BEGIN

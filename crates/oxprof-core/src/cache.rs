//! Profile caches
//!
//! [`ProfileCache`] bundles the settings with three caches:
//!
//! - the role cache, one slot per [`StandardRole`], filled on first use
//!   and kept while the configured file name stays the same;
//! - the file cache, keyed by path and modification time;
//! - the scan cache, every profile found below the search paths, sorted
//!   by description.
//!
//! The scan cache is rebuilt when the number of profile files on disk
//! differs from the number seen by the last scan. A file replaced in
//! place is not noticed until the count changes.
//!
//! The count compared is the number of files listed, not the number of
//! cached profiles, so unreadable files do not force a rebuild on every
//! access.

use std::collections::{BTreeSet, HashMap};
use std::fs;
use std::path::{Path, PathBuf};
use std::sync::atomic::{AtomicBool, Ordering};
use std::sync::{Arc, Mutex, OnceLock, PoisonError};
use std::time::{Duration, Instant, SystemTime};

use rayon::prelude::*;
use walkdir::WalkDir;

use crate::config::Settings;
use crate::container::{ParentKind, RefContainer};
use crate::error::{Error, Result};
use crate::hash::ProfileHash;
use crate::profile::{LoadOptions, Profile, TextKind};
use crate::role::{ROLE_COUNT, StandardRole};

/// File extensions picked up by a scan (compared case-insensitively)
const PROFILE_EXTENSIONS: [&str; 2] = ["icc", "icm"];

/// Cooperative cancellation for scans
#[derive(Debug, Clone, Default)]
pub struct CancelToken {
    cancelled: Arc<AtomicBool>,
    deadline: Option<Instant>,
}

impl CancelToken {
    pub fn new() -> Self {
        Self::default()
    }

    /// Token that expires `timeout` from now
    pub fn with_timeout(timeout: Duration) -> Self {
        Self {
            cancelled: Arc::default(),
            deadline: Some(Instant::now() + timeout),
        }
    }

    pub fn cancel(&self) {
        self.cancelled.store(true, Ordering::Relaxed);
    }

    pub fn is_cancelled(&self) -> bool {
        self.cancelled.load(Ordering::Relaxed) || self.deadline.is_some_and(|d| Instant::now() >= d)
    }
}

#[derive(Debug)]
struct FileEntry {
    modified: Option<SystemTime>,
    profile: Arc<Profile>,
}

#[derive(Debug)]
struct RoleEntry {
    file_name: String,
    profile: Arc<Profile>,
}

#[derive(Debug)]
struct ScanCache {
    /// Number of files seen by the last successful scan
    file_count: Option<usize>,
    profiles: RefContainer<Profile>,
}

/// Settings plus role, file and scan caches
#[derive(Debug)]
pub struct ProfileCache {
    settings: Settings,
    roles: Mutex<Vec<Option<RoleEntry>>>,
    files: Mutex<HashMap<PathBuf, FileEntry>>,
    scan: Mutex<ScanCache>,
}

impl ProfileCache {
    pub fn new(settings: Settings) -> Self {
        let mut profiles = RefContainer::new(ParentKind::ProfileSet);
        profiles.set_name("scan cache");
        Self {
            settings,
            roles: Mutex::new((0..ROLE_COUNT).map(|_| None).collect()),
            files: Mutex::new(HashMap::new()),
            scan: Mutex::new(ScanCache {
                file_count: None,
                profiles,
            }),
        }
    }

    /// Process wide cache built from [`Settings::from_env`]
    ///
    /// An unreadable settings file is logged and replaced by defaults.
    pub fn global() -> &'static ProfileCache {
        static GLOBAL: OnceLock<ProfileCache> = OnceLock::new();
        GLOBAL.get_or_init(|| {
            let settings = Settings::from_env().unwrap_or_else(|err| {
                log::warn!("using default settings: {}", err);
                Settings::default()
            });
            settings.apply_locale();
            ProfileCache::new(settings)
        })
    }

    pub fn settings(&self) -> &Settings {
        &self.settings
    }

    /// Find a profile file
    ///
    /// Order: `name` itself when it is a path, each search path, the
    /// current directory.
    pub fn resolve(&self, name: &str) -> Option<PathBuf> {
        if name.is_empty() {
            return None;
        }
        let path = Path::new(name);
        if (path.is_absolute() || path.components().count() > 1) && path.is_file() {
            return Some(path.to_path_buf());
        }

        let found = self
            .settings
            .search_paths
            .iter()
            .map(|dir| dir.join(name))
            .find(|candidate| candidate.is_file());
        if found.is_some() {
            return found;
        }

        std::env::current_dir()
            .ok()
            .map(|cwd| cwd.join(name))
            .filter(|candidate| candidate.is_file())
    }

    pub(crate) fn cached_file(&self, path: &Path, modified: Option<SystemTime>) -> Option<Arc<Profile>> {
        let files = self.files.lock().unwrap_or_else(PoisonError::into_inner);
        files
            .get(path)
            .filter(|entry| entry.modified == modified)
            .map(|entry| Arc::clone(&entry.profile))
    }

    pub(crate) fn store_file(&self, path: PathBuf, modified: Option<SystemTime>, profile: Arc<Profile>) {
        let mut files = self.files.lock().unwrap_or_else(PoisonError::into_inner);
        files.insert(path, FileEntry { modified, profile });
    }

    pub(crate) fn role_profile(&self, role: StandardRole, file_name: &str) -> Option<Arc<Profile>> {
        let roles = self.roles.lock().unwrap_or_else(PoisonError::into_inner);
        roles
            .get(role.index())?
            .as_ref()
            .filter(|entry| entry.file_name == file_name)
            .map(|entry| Arc::clone(&entry.profile))
    }

    pub(crate) fn store_role(&self, role: StandardRole, file_name: String, profile: Arc<Profile>) {
        let mut roles = self.roles.lock().unwrap_or_else(PoisonError::into_inner);
        if let Some(slot) = roles.get_mut(role.index()) {
            *slot = Some(RoleEntry { file_name, profile });
        }
    }

    /// Token honouring the configured scan timeout
    pub fn scan_token(&self) -> CancelToken {
        match self.settings.scan_timeout() {
            Some(timeout) => CancelToken::with_timeout(timeout),
            None => CancelToken::new(),
        }
    }

    /// Every profile file below the search paths, de-duplicated by
    /// canonical path
    pub fn list_files(&self) -> Vec<PathBuf> {
        let mut files = BTreeSet::new();
        for dir in &self.settings.search_paths {
            // symlink loops surface as walk errors and are skipped
            for entry in WalkDir::new(dir).follow_links(true) {
                let entry = match entry {
                    Ok(entry) => entry,
                    Err(err) => {
                        log::trace!("skipping path below {}: {}", dir.display(), err);
                        continue;
                    }
                };
                if !entry.file_type().is_file() || !has_profile_extension(entry.path()) {
                    continue;
                }
                if let Ok(canonical) = fs::canonicalize(entry.path()) {
                    files.insert(canonical);
                }
            }
        }
        files.into_iter().collect()
    }

    /// Rebuild the scan cache if the file count changed
    pub fn refresh(&self) -> Result<()> {
        self.refresh_with(&self.scan_token())
    }

    /// [`refresh`](Self::refresh) with an explicit cancellation token
    ///
    /// On [`Error::Cancelled`] the previous scan cache stays in place.
    pub fn refresh_with(&self, token: &CancelToken) -> Result<()> {
        let mut scan = self.scan.lock().unwrap_or_else(PoisonError::into_inner);
        if token.is_cancelled() {
            return Err(Error::Cancelled);
        }

        let files = self.list_files();
        if scan.file_count == Some(files.len()) {
            return Ok(());
        }
        log::info!("rebuilding profile cache from {} files", files.len());

        let options = LoadOptions {
            no_cache_write: true,
            ..LoadOptions::default()
        };
        let loaded = files
            .par_iter()
            .map(|path| {
                if token.is_cancelled() {
                    return Err(Error::Cancelled);
                }
                Ok(self.load_for_scan(path, options))
            })
            .collect::<Result<Vec<_>>>()?;

        let mut profiles: Vec<(String, Arc<Profile>)> = loaded
            .into_iter()
            .flatten()
            .map(|p| (p.get_text(TextKind::Description).to_lowercase(), p))
            .collect();
        profiles.sort_by(|a, b| a.0.cmp(&b.0));

        let mut list = RefContainer::new(ParentKind::ProfileSet);
        list.set_name("scan cache");
        for (_, profile) in profiles {
            list.move_in(profile, None)?;
        }

        log::debug!("profile cache holds {} profiles", list.count());
        scan.profiles = list;
        scan.file_count = Some(files.len());
        Ok(())
    }

    fn load_for_scan(&self, path: &Path, options: LoadOptions) -> Option<Arc<Profile>> {
        let modified = fs::metadata(path).and_then(|m| m.modified()).ok();
        if let Some(profile) = self.cached_file(path, modified) {
            return Some(profile);
        }
        match Profile::load_path(path, options) {
            Ok(profile) => Some(Arc::new(profile)),
            Err(err) => {
                log::warn!("skipping {}: {}", path.display(), err);
                None
            }
        }
    }

    /// Drop the scan cache so the next access rescans
    pub fn clear(&self) {
        let mut scan = self.scan.lock().unwrap_or_else(PoisonError::into_inner);
        scan.file_count = None;
        scan.profiles.clear();
    }

    /// Every profile on the search path, sorted by description
    pub fn profiles(&self) -> Result<Vec<Arc<Profile>>> {
        self.refresh()?;
        let scan = self.scan.lock().unwrap_or_else(PoisonError::into_inner);
        Ok(scan.profiles.iter().cloned().collect())
    }

    /// First profile on the search path with content hash `hash`
    pub fn find_by_hash(&self, hash: &ProfileHash) -> Result<Option<Arc<Profile>>> {
        Ok(self
            .profiles()?
            .into_iter()
            .find(|profile| profile.get_hash() == *hash))
    }
}

fn has_profile_extension(path: &Path) -> bool {
    path.extension()
        .and_then(|e| e.to_str())
        .is_some_and(|e| PROFILE_EXTENSIONS.iter().any(|x| e.eq_ignore_ascii_case(x)))
}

END

## What you will do
Return each line of the entries that holds the string "Ordering".

## Output of the task
use std::sync::atomic::{AtomicBool, Ordering};
        self.cancelled.store(true, Ordering::Relaxed);
        self.cancelled.load(Ordering::Relaxed) || self.deadline.is_some_and(|d| Instant::now() >= d)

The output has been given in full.